The Great Badgers and Bovine TB Debate has rumbled on for 37 years and has now come to a head with the current cattle TB crisis. Farmers and vets are certain badgers are the main reservoir of TB and cause of new and repeated herd breakdowns so insist a cull is essential. But everyone has forgotten how TB works in cows and why badgers got the blame in the first place. It seems quite beyond belief, but everyone needs to rediscover the fact that TB IS an infectious disease, and the tests are far from reliable.

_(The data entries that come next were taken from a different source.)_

//! vvplay - headless driver for volumetric playback experiments
//!
//! Lists variant catalogs, prints schedules, probes content on disk and runs
//! paced playback against the synthetic decoder.

mod cli;
mod driver;

use anyhow::{Context, Result};
use clap::Parser;
use cli::{Cli, Command, ContentArgs, RunArgs, VariantArgs};
use std::path::PathBuf;
use std::sync::Arc;
use std::time::Duration;
use tracing::info;
use tracing_subscriber::{EnvFilter, FmtSubscriber};
use vvplay_core::PlayerConfig;
use vvplay_media::{probe_content, PointCloudDecoder, SyntheticDecoder};
use vvplay_playback::Player;
use vvplay_schedule::{Catalog, ScheduleGenerator};
use vvplay_trial::{EndOfContent, ExperimentConfig, TrainingRun, TrialSession};

fn main() -> Result<()> {
    let cli = Cli::parse();
    init_logging(cli.verbosity)?;

    match cli.command {
        Command::Catalog { catalog, content } => list_catalogs(catalog, &content),
        Command::Schedule {
            variant,
            content,
            json,
        } => print_schedule(&variant, &content, json),
        Command::Play {
            variant,
            content,
            run,
        } => play(&variant, &content, &run),
        Command::Probe { content } => probe(&content),
        Command::Session {
            config,
            score,
            result_dir,
            skip_training,
            run,
        } => session(config, score, result_dir, skip_training, &run),
    }
}

fn init_logging(verbosity: u8) -> Result<()> {
    let level = match verbosity {
        0 => "info",
        1 => "debug",
        _ => "trace",
    };
    let filter = EnvFilter::try_from_default_env().unwrap_or_else(|_| EnvFilter::new(level));
    let subscriber = FmtSubscriber::builder()
        .with_env_filter(filter)
        .with_target(false)
        .finish();
    tracing::subscriber::set_global_default(subscriber)?;
    Ok(())
}

fn list_catalogs(only: Option<Catalog>, content: &ContentArgs) -> Result<()> {
    let generator = ScheduleGenerator::for_content(&content.descriptor()?);
    let catalogs: Vec<Catalog> = match only {
        Some(catalog) => vec![catalog],
        None => Catalog::ALL.to_vec(),
    };

    for catalog in catalogs {
        println!("{} ({} variants)", catalog, catalog.len());
        for (index, variant) in catalog.variants().iter().enumerate() {
            let schedule = generator.generate(variant)?;
            println!(
                "  {:>3}  {:<36} {:>5} ticks  {:>4} held",
                index,
                schedule.name(),
                schedule.len(),
                schedule.hold_count()
            );
        }
    }
    Ok(())
}

fn print_schedule(variant: &VariantArgs, content: &ContentArgs, json: bool) -> Result<()> {
    let spec = variant.catalog.variant(variant.index)?;
    let schedule = ScheduleGenerator::for_content(&content.descriptor()?).generate(&spec)?;

    if json {
        println!("{}", serde_json::to_string_pretty(&schedule)?);
        return Ok(());
    }

    println!("name:      {}", schedule.name());
    println!("ticks:     {}", schedule.len());
    println!("held:      {}", schedule.hold_count());
    if let Some(rng) = schedule.rng_algorithm() {
        println!("rng:       {}", rng);
    }
    if let Some(plan) = schedule.tier_plan() {
        println!("tiers:     {:?} every {} ticks", plan.tiers, plan.segment_ticks);
    }
    println!("sequence:  {}", schedule.sequence_string());
    Ok(())
}

fn synthetic_decoder(run: &RunArgs) -> Arc<dyn PointCloudDecoder> {
    Arc::new(
        SyntheticDecoder::new(run.points)
            .with_latency(Duration::from_millis(run.latency_ms))
            .with_failures(run.failure_mode())
            .with_file_check(run.require_files),
    )
}

fn play(variant: &VariantArgs, content: &ContentArgs, run: &RunArgs) -> Result<()> {
    let spec = variant.catalog.variant(variant.index)?;
    let mut player = Player::new(
        run.player_config(PlayerConfig::default()),
        content.descriptor()?,
        spec,
        synthetic_decoder(run),
    )?;

    info!(
        "Playing {} ({} ticks at {} fps)",
        player.schedule().name(),
        player.schedule().len(),
        player.content().nominal_fps()
    );
    let summary = driver::run_to_end(&mut player, run.fast, Duration::from_secs(run.timeout_secs))?;
    player.shutdown()?;

    println!("{}", serde_json::to_string_pretty(&summary)?);
    Ok(())
}

fn probe(content: &ContentArgs) -> Result<()> {
    let descriptor = content.descriptor()?;
    let report = probe_content(&descriptor)
        .with_context(|| format!("probing {}", descriptor.name()))?;
    println!("{}", serde_json::to_string_pretty(&report)?);
    if !report.is_complete() {
        anyhow::bail!(
            "{} of {} frames missing",
            report.missing.len(),
            descriptor.frame_count()
        );
    }
    Ok(())
}

fn training(mut training: TrainingRun, run: &RunArgs) -> Result<()> {
    let mut player = training.create_player(synthetic_decoder(run))?;
    let ended = EndOfContent::new();
    player.add_observer(Box::new(ended.clone()));

    let timeout = Duration::from_secs(run.timeout_secs);
    while !training.is_complete() {
        if training.step() > 0 {
            training.present(&mut player)?;
        }
        driver::run_to_end(&mut player, run.fast, timeout)?;
        let report = ended
            .take()
            .context("player ended without a report")?;
        training.finish_current(&report)?;
    }
    player.shutdown()?;
    Ok(())
}

fn session(
    config_path: Option<PathBuf>,
    score: u8,
    result_dir: Option<PathBuf>,
    skip_training: bool,
    run: &RunArgs,
) -> Result<()> {
    let mut config = match config_path {
        Some(path) => ExperimentConfig::load_from_file(&path)
            .with_context(|| format!("loading {}", path.display()))?,
        None => ExperimentConfig::default(),
    };
    if let Some(dir) = result_dir {
        config.result_dir = dir;
    }
    config.player = run.player_config(config.player);

    let warm_up = TrainingRun::from_config(&config)?;
    if !skip_training && !warm_up.is_empty() {
        info!("Training with {} variants", warm_up.len());
        training(warm_up, run)?;
    }

    let mut session = TrialSession::open(&config)?;
    let mut player = session.create_player(synthetic_decoder(run))?;
    let ended = EndOfContent::new();
    player.add_observer(Box::new(ended.clone()));

    let timeout = Duration::from_secs(run.timeout_secs);
    while !session.is_complete() {
        if session.step() > 0 {
            session.present(&mut player)?;
        }
        let summary = driver::run_to_end(&mut player, run.fast, timeout)?;
        let report = ended
            .take()
            .context("player ended without a report")?;
        session.record_score(score, &report, player.schedule())?;
        info!(
            "{}: {} shown, {} stalls",
            summary.schedule, summary.frames_shown, summary.stalls
        );
    }
    player.shutdown()?;

    println!("Results written to {}", session.log().path().display());
    Ok(())
}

TB spreads within and between herds if unchecked. So the whole point of annual testing is that it removes cases before they can pass TB on, and herds under restriction are not exporting TB carriers. So TB shrank from countrywide down to tiny southwest hotspot pockets by the early 1970s, without any badger culls. Alas, the second impact of intensive testing is that cases are found so early that they are unconfirmed being without lesions or M.bovis on culture … but at least 80% of such cases DO in fact have TB. In addition tests completely miss early and late TB cases so there is a huge “Undisclosed” reservoir of cattle TB. And that is why Old Brock got the blame by default.

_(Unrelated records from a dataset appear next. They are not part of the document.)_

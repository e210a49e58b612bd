//! Generated schedules.

use crate::variant::VariantSpec;
use serde::{Deserialize, Serialize};
use smallvec::SmallVec;

/// Per-segment quality-tier plan of a version-switch schedule.
#[derive(Debug, Clone, PartialEq, Eq, Serialize, Deserialize)]
pub struct TierPlan {
    pub segment_ticks: u32,
    pub tiers: SmallVec<[u32; 8]>,
}

impl TierPlan {
    /// Tier in effect at `tick`; the plan repeats once exhausted.
    pub fn tier_at(&self, tick: usize) -> u32 {
        let segment = tick / self.segment_ticks.max(1) as usize;
        self.tiers[segment % self.tiers.len()]
    }
}

/// Immutable tick-indexed sequence of source frames.
#[derive(Debug, Clone, PartialEq, Serialize, Deserialize)]
pub struct Schedule {
    variant: VariantSpec,
    name: String,
    indices: Vec<u32>,
    tier_plan: Option<TierPlan>,
    /// Random generator that produced the sequence, for seeded variants.
    rng_algorithm: Option<String>,
}

impl Schedule {
    pub(crate) fn new(
        variant: VariantSpec,
        indices: Vec<u32>,
        tier_plan: Option<TierPlan>,
        rng_algorithm: Option<&str>,
    ) -> Self {
        Self {
            name: variant.name(),
            variant,
            indices,
            tier_plan,
            rng_algorithm: rng_algorithm.map(str::to_string),
        }
    }

    #[inline]
    pub fn len(&self) -> usize {
        self.indices.len()
    }

    #[inline]
    pub fn is_empty(&self) -> bool {
        self.indices.is_empty()
    }

    pub fn indices(&self) -> &[u32] {
        &self.indices
    }

    /// Source frame shown at `tick`.
    #[inline]
    pub fn source_index(&self, tick: usize) -> Option<u32> {
        self.indices.get(tick).copied()
    }

    pub fn variant(&self) -> &VariantSpec {
        &self.variant
    }

    pub fn name(&self) -> &str {
        &self.name
    }

    pub fn tier_plan(&self) -> Option<&TierPlan> {
        self.tier_plan.as_ref()
    }

    pub fn rng_algorithm(&self) -> Option<&str> {
        self.rng_algorithm.as_deref()
    }

    /// Quality tier to decode `tick` at, falling back to the content's tier.
    pub fn quality_tier_at(&self, tick: usize, default_tier: u32) -> u32 {
        self.tier_plan
            .as_ref()
            .map_or(default_tier, |plan| plan.tier_at(tick))
    }

    /// Ticks that repeat the previous tick's source frame.
    pub fn held_ticks(&self) -> impl Iterator<Item = usize> + '_ {
        self.indices
            .windows(2)
            .enumerate()
            .filter(|(_, pair)| pair[0] == pair[1])
            .map(|(i, _)| i + 1)
    }

    pub fn hold_count(&self) -> usize {
        self.held_ticks().count()
    }

    /// Comma-separated source indices, as written to result logs.
    pub fn sequence_string(&self) -> String {
        self.indices
            .iter()
            .map(|i| i.to_string())
            .collect::<Vec<_>>()
            .join(",")
    }
}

With intensive annual testing in hotspots since the war, it seemed as if cattle were not the main infectious source of TB. Hence the lack of testing due to Foot and Mouth in 2001 was a one off disastrous “experiment”. More cases got to the infectious stage and TB exploded out of control with 30,000 reactors in 2005: twice the level as at the start of the Area Eradication scheme in 1961. Local movement of cattle expanded the former hotspots into one big hotspot in Devon/Cornwall. And worst of all, many big dairy herds now have non-reactor or anergic active spreader cases so have been under restriction since FMD or longer. This needs either a blood antibody test (Brocktest) or DNA PCR on faecal swabs (Citizen letter 9th June). Zero tolerance on overdue herd tests and more cattle testing has begun to reduce the crisis, repeating the 1960s effect, without any need for badger culls.

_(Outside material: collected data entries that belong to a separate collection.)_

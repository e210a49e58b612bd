//! Integration tests for schedule generation.
//!
//! Exercises the catalogs in vvplay-schedule against content described by
//! vvplay-core.

use vvplay_core::{defaults, ContentDescriptor};
use vvplay_schedule::{Catalog, ScheduleGenerator, VariantSpec, RNG_ALGORITHM};

// ── Helpers ────────────────────────────────────────────────────

fn longdress() -> ContentDescriptor {
    ContentDescriptor::new(
        defaults::CONTENT_NAME,
        defaults::QUALITY_TIER,
        defaults::START_FRAME,
        defaults::LAST_FRAME,
        defaults::SOURCE_FPS,
        defaults::ROOT_PATH,
    )
    .unwrap()
}

fn generator() -> ScheduleGenerator {
    ScheduleGenerator::for_content(&longdress())
}

// ── Stride variants ────────────────────────────────────────────

#[test]
fn baseline_15_doubles_every_source_frame() {
    let schedule = generator().generate(&VariantSpec::baseline(15)).unwrap();
    assert_eq!(schedule.len(), 600);
    for (tick, &index) in schedule.indices().iter().enumerate() {
        assert_eq!(index as usize, tick / 2, "tick {}", tick);
    }
}

#[test]
fn baseline_30_is_identity() {
    let schedule = generator().generate(&VariantSpec::baseline(30)).unwrap();
    assert_eq!(schedule.indices(), (0..300).collect::<Vec<u32>>().as_slice());
    assert_eq!(schedule.hold_count(), 0);
    assert!(schedule.rng_algorithm().is_none());
}

#[test]
fn single_dip_matches_baseline_outside_window() {
    let schedule = generator().generate(&VariantSpec::single_dip(30, 15)).unwrap();

    let mut expected = Vec::new();
    for src in 0..300u32 {
        let repeats = if (135..=164).contains(&src) { 2 } else { 1 };
        expected.extend(std::iter::repeat(src).take(repeats));
    }
    assert_eq!(schedule.indices(), expected.as_slice());
    assert_eq!(schedule.len(), 330);
}

#[test]
fn stall_holds_at_listed_frames() {
    let schedule = generator()
        .generate(&VariantSpec::stall(&[(60, 7), (180, 3)]))
        .unwrap();
    assert_eq!(schedule.len(), 310);
    assert_eq!(schedule.hold_count(), 10);
    let held: Vec<u32> = schedule
        .held_ticks()
        .map(|tick| schedule.indices()[tick])
        .collect();
    assert_eq!(held, vec![60; 7].into_iter().chain(vec![180; 3]).collect::<Vec<_>>());
}

// ── Seeded variants ────────────────────────────────────────────

#[test]
fn hard_jitter_is_reproducible() {
    let g = generator();
    let a = g.generate(&VariantSpec::hard_jitter(0.2, 202)).unwrap();
    let b = g.generate(&VariantSpec::hard_jitter(0.2, 202)).unwrap();
    let c = g.generate(&VariantSpec::hard_jitter(0.2, 203)).unwrap();

    assert_eq!(a.indices(), b.indices());
    assert_ne!(a.indices(), c.indices());
    assert_eq!(a.len(), 300);
    assert_eq!(a.hold_count(), 60);
    assert_eq!(c.hold_count(), 60);
    assert_eq!(a.rng_algorithm(), Some(RNG_ALGORITHM));
}

#[test]
fn hard_jitter_never_holds_first_tick() {
    let schedule = generator().generate(&VariantSpec::hard_jitter(0.1, 201)).unwrap();
    assert_eq!(schedule.source_index(0), Some(0));
    assert_eq!(schedule.hold_count(), 30);
    // Every shown frame is the live frame or a repeat of the previous one
    for (tick, pair) in schedule.indices().windows(2).enumerate() {
        let next = tick as u32 + 1;
        assert!(pair[1] == pair[0] || pair[1] == next);
    }
}

#[test]
fn jitter_is_reproducible_and_monotone() {
    let g = generator();
    for index in 34..40 {
        let variant = Catalog::FrameRateVariation.variant(index).unwrap();
        let a = g.generate(&variant).unwrap();
        let b = g.generate(&variant).unwrap();
        assert_eq!(a, b, "{}", a.name());
        assert_eq!(a.len(), 300);
        assert!(a.indices().windows(2).all(|w| w[0] <= w[1]));
        assert!(a.indices().iter().all(|&i| i <= 299));
    }
}

// ── Catalogs ───────────────────────────────────────────────────

#[test]
fn every_catalog_variant_generates() {
    let g = generator();
    for catalog in Catalog::ALL {
        for (index, variant) in catalog.variants().iter().enumerate() {
            let schedule = g
                .generate(variant)
                .unwrap_or_else(|e| panic!("{} #{}: {}", catalog, index, e));
            assert!(!schedule.is_empty());
            assert_eq!(schedule.source_index(0), Some(0));
            assert!(schedule.indices().iter().all(|&i| i <= 299));
        }
    }
}

#[test]
fn version_switch_plans_tiers_per_segment() {
    let variant = Catalog::VersionSwitch.variant(0).unwrap();
    let schedule = generator().generate(&variant).unwrap();
    let plan = schedule.tier_plan().unwrap().clone();

    assert_eq!(schedule.len(), 300);
    for tick in [0usize, 59, 60, 119, 120, 299] {
        let segment = tick / plan.segment_ticks as usize;
        assert_eq!(
            schedule.quality_tier_at(tick, 5),
            plan.tiers[segment % plan.tiers.len()]
        );
    }
}

#[test]
fn out_of_range_indices_are_rejected() {
    for catalog in Catalog::ALL {
        assert!(catalog.variant(catalog.len()).is_err());
    }
}

#[test]
fn shorter_content_shortens_schedules() {
    let content = longdress().with_duration(2.0).unwrap();
    let g = ScheduleGenerator::for_content(&content);
    assert_eq!(g.generate(&VariantSpec::hard_jitter(0.2, 202)).unwrap().len(), 60);

    let short = ContentDescriptor::new("loot", 5, 0, 59, 30, "unused").unwrap();
    let g = ScheduleGenerator::for_content(&short);
    assert_eq!(g.generate(&VariantSpec::baseline(15)).unwrap().len(), 120);
}

#[test]
fn schedules_survive_json() {
    let schedule = generator()
        .generate(&Catalog::Stall.variant(5).unwrap())
        .unwrap();
    let json = serde_json::to_string(&schedule).unwrap();
    let back: vvplay_schedule::Schedule = serde_json::from_str(&json).unwrap();
    assert_eq!(back, schedule);
}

So, what of Prof Bourne and the ISG’s report last year on the Krebs culling trial? They claimed that proactive culls reduced cattle TB by 23%, but due to perturbed badgers increased it by some 20% (reactive) to 25% outside proactive areas. But this is complete and utter nonsense, since out of 11,000 badgers culled only 1515 had TB; in nearly half the 51 proactive culls there were 15 or fewer with TB out of 100 sq km, and in total ONLY 166 with advanced lesions which might have been a risk to cows (though it is still unclear how badgers are supposed to give cows a respiratory lung infection). The rises in TB happened BEFORE the reactive cull and both inside and outside NO CULL areas and was part of the national upsurge. Their latest paper just out claims that the perturbation effect has stopped in outside areas, and a further drop inside proactive areas, but they cannot see that this is because intensive cattle testing is working. The ISG study is the £50 million pseudoscientific CON of the century!

Rather ironically, the doubling of cattle TB due to FMD also doubled the spillover TO badgers. With similar effects in Wales in new hotspot areas:-

Innocent Bystander, Victim not Villain.